### TASK ITEM
Every record that follows must be returned word for word.

(Records from a data collection)
○ ○ ○
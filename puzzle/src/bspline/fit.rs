use super::knots::*;
use super::basis::*;
use crate::error::*;

/// Pivots smaller than this are treated as zero when solving the fit
const SINGULAR_PIVOT: f64 = 1e-12;

///
/// A least-squares fit of a clamped cubic spline to values sampled at the parameters `0, 1, 2, ...`
///
/// The first and last coefficients are pinned to the first and last values, which makes the
/// spline pass exactly through both end values. The remaining coefficients minimise the squared
/// error against the interior values. The normal equations only depend on the knots, so one fit
/// can be reused for both axes of a curve.
///
#[derive(Clone, Debug)]
pub struct SplineFit {
    /// The knots the spline is fitted on
    knots: KnotVector,

    /// Basis function values for each of the values being fitted
    design: Vec<Vec<f64>>,

    /// Normal matrix for the free coefficients (row-major, `free*free` entries)
    normal: Vec<f64>
}

impl SplineFit {
    ///
    /// Prepares a fit of `num_points` values using the specified interior knots
    ///
    pub fn new(interior_knots: &[f64], num_points: usize) -> Result<SplineFit, ControlPointError> {
        let knots   = KnotVector::clamped(interior_knots, num_points)?;
        let design  = (0..num_points)
            .map(|index| basis_row(&knots, index as f64))
            .collect::<Vec<_>>();

        // Only the interior rows and interior coefficients take part in the least-squares problem
        let free        = knots.num_coefficients()-2;
        let mut normal  = vec![0.0; free*free];

        for row in &design[1..num_points-1] {
            for i in 0..free {
                for j in 0..free {
                    normal[i*free + j] += row[i+1] * row[j+1];
                }
            }
        }

        let fit = SplineFit { knots, design, normal };

        // Fitting all zeros checks that the system can be solved before any real values are used
        fit.fit(&vec![0.0; num_points])?;

        Ok(fit)
    }

    ///
    /// The knots used by this fit
    ///
    #[inline]
    pub fn knots(&self) -> &KnotVector {
        &self.knots
    }

    ///
    /// Computes the spline coefficients that best fit a set of values
    ///
    pub fn fit(&self, values: &[f64]) -> Result<Vec<f64>, ControlPointError> {
        let num_points          = self.design.len();
        let num_coefficients    = self.knots.num_coefficients();
        let free                = num_coefficients-2;

        if values.len() != num_points {
            return Err(ControlPointError::WrongNumberOfValues { expected: num_points, actual: values.len() });
        }

        let first   = values[0];
        let last    = values[num_points-1];

        // Right-hand side: the interior values with the contribution of the pinned coefficients removed
        let mut rhs = vec![0.0; free];
        for (row, value) in self.design[1..num_points-1].iter().zip(values[1..num_points-1].iter()) {
            let residual = value - row[0]*first - row[num_coefficients-1]*last;

            for i in 0..free {
                rhs[i] += row[i+1] * residual;
            }
        }

        let interior = solve_linear_system(self.normal.clone(), rhs)?;

        let mut coefficients = Vec::with_capacity(num_coefficients);
        coefficients.push(first);
        coefficients.extend(interior);
        coefficients.push(last);

        Ok(coefficients)
    }
}

///
/// Solves `matrix * x = rhs` by Gaussian elimination with partial pivoting
///
fn solve_linear_system(mut matrix: Vec<f64>, mut rhs: Vec<f64>) -> Result<Vec<f64>, ControlPointError> {
    let size = rhs.len();

    for col in 0..size {
        // Swap the row with the largest value in this column into place
        let pivot_row = (col..size)
            .max_by(|a, b| matrix[a*size + col].abs().total_cmp(&matrix[b*size + col].abs()))
            .unwrap_or(col);

        if matrix[pivot_row*size + col].abs() < SINGULAR_PIVOT {
            return Err(ControlPointError::SingularFit);
        }

        if pivot_row != col {
            for k in 0..size {
                matrix.swap(pivot_row*size + k, col*size + k);
            }
            rhs.swap(pivot_row, col);
        }

        // Eliminate this column from the rows below
        let pivot = matrix[col*size + col];
        for row in (col+1)..size {
            let factor = matrix[row*size + col] / pivot;
            if factor == 0.0 { continue; }

            for k in col..size {
                matrix[row*size + k] -= factor * matrix[col*size + k];
            }
            rhs[row] -= factor * rhs[col];
        }
    }

    // Back substitution
    let mut result = vec![0.0; size];
    for row in (0..size).rev() {
        let known: f64 = ((row+1)..size).map(|k| matrix[row*size + k] * result[k]).sum();
        result[row] = (rhs[row] - known) / matrix[row*size + row];
    }

    Ok(result)
}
○ ○ ○
### SOLUTION TO THE EXERCISE
filename puzzle/src/bspline/fit.rs
use super::knots::*;
use super::basis::*;
use crate::error::*;

/// Pivots smaller than this are treated as zero when solving the fit
const SINGULAR_PIVOT: f64 = 1e-12;

///
/// A least-squares fit of a clamped cubic spline to values sampled at the parameters `0, 1, 2, ...`
///
/// The first and last coefficients are pinned to the first and last values, which makes the
/// spline pass exactly through both end values. The remaining coefficients minimise the squared
/// error against the interior values. The normal equations only depend on the knots, so one fit
/// can be reused for both axes of a curve.
///
#[derive(Clone, Debug)]
pub struct SplineFit {
    /// The knots the spline is fitted on
    knots: KnotVector,

    /// Basis function values for each of the values being fitted
    design: Vec<Vec<f64>>,

    /// Normal matrix for the free coefficients (row-major, `free*free` entries)
    normal: Vec<f64>
}

impl SplineFit {
    ///
    /// Prepares a fit of `num_points` values using the specified interior knots
    ///
    pub fn new(interior_knots: &[f64], num_points: usize) -> Result<SplineFit, ControlPointError> {
        let knots   = KnotVector::clamped(interior_knots, num_points)?;
        let design  = (0..num_points)
            .map(|index| basis_row(&knots, index as f64))
            .collect::<Vec<_>>();

        // Only the interior rows and interior coefficients take part in the least-squares problem
        let free        = knots.num_coefficients()-2;
        let mut normal  = vec![0.0; free*free];

        for row in &design[1..num_points-1] {
            for i in 0..free {
                for j in 0..free {
                    normal[i*free + j] += row[i+1] * row[j+1];
                }
            }
        }

        let fit = SplineFit { knots, design, normal };

        // Fitting all zeros checks that the system can be solved before any real values are used
        fit.fit(&vec![0.0; num_points])?;

        Ok(fit)
    }

    ///
    /// The knots used by this fit
    ///
    #[inline]
    pub fn knots(&self) -> &KnotVector {
        &self.knots
    }

    ///
    /// Computes the spline coefficients that best fit a set of values
    ///
    pub fn fit(&self, values: &[f64]) -> Result<Vec<f64>, ControlPointError> {
        let num_points          = self.design.len();
        let num_coefficients    = self.knots.num_coefficients();
        let free                = num_coefficients-2;

        if values.len() != num_points {
            return Err(ControlPointError::WrongNumberOfValues { expected: num_points, actual: values.len() });
        }

        let first   = values[0];
        let last    = values[num_points-1];

        // Right-hand side: the interior values with the contribution of the pinned coefficients removed
        let mut rhs = vec![0.0; free];
        for (row, value) in self.design[1..num_points-1].iter().zip(values[1..num_points-1].iter()) {
            let residual = value - row[0]*first - row[num_coefficients-1]*last;

            for i in 0..free {
                rhs[i] += row[i+1] * residual;
            }
        }

        let interior = solve_linear_system(self.normal.clone(), rhs)?;

        let mut coefficients = Vec::with_capacity(num_coefficients);
        coefficients.push(first);
        coefficients.extend(interior);
        coefficients.push(last);

        Ok(coefficients)
    }
}

///
/// Solves `matrix * x = rhs` by Gaussian elimination with partial pivoting
///
fn solve_linear_system(mut matrix: Vec<f64>, mut rhs: Vec<f64>) -> Result<Vec<f64>, ControlPointError> {
    let size = rhs.len();

    for col in 0..size {
        // Swap the row with the largest value in this column into place
        let pivot_row = (col..size)
            .max_by(|a, b| matrix[a*size + col].abs().total_cmp(&matrix[b*size + col].abs()))
            .unwrap_or(col);

        if matrix[pivot_row*size + col].abs() < SINGULAR_PIVOT {
            return Err(ControlPointError::SingularFit);
        }

        if pivot_row != col {
            for k in 0..size {
                matrix.swap(pivot_row*size + k, col*size + k);
            }
            rhs.swap(pivot_row, col);
        }

        // Eliminate this column from the rows below
        let pivot = matrix[col*size + col];
        for row in (col+1)..size {
            let factor = matrix[row*size + col] / pivot;
            if factor == 0.0 { continue; }

            for k in col..size {
                matrix[row*size + k] -= factor * matrix[col*size + k];
            }
            rhs[row] -= factor * rhs[col];
        }
    }

    // Back substitution
    let mut result = vec![0.0; size];
    for row in (0..size).rev() {
        let known: f64 = ((row+1)..size).map(|k| matrix[row*size + k] * result[k]).sum();
        result[row] = (rhs[row] - known) / matrix[row*size + row];
    }

    Ok(result)
}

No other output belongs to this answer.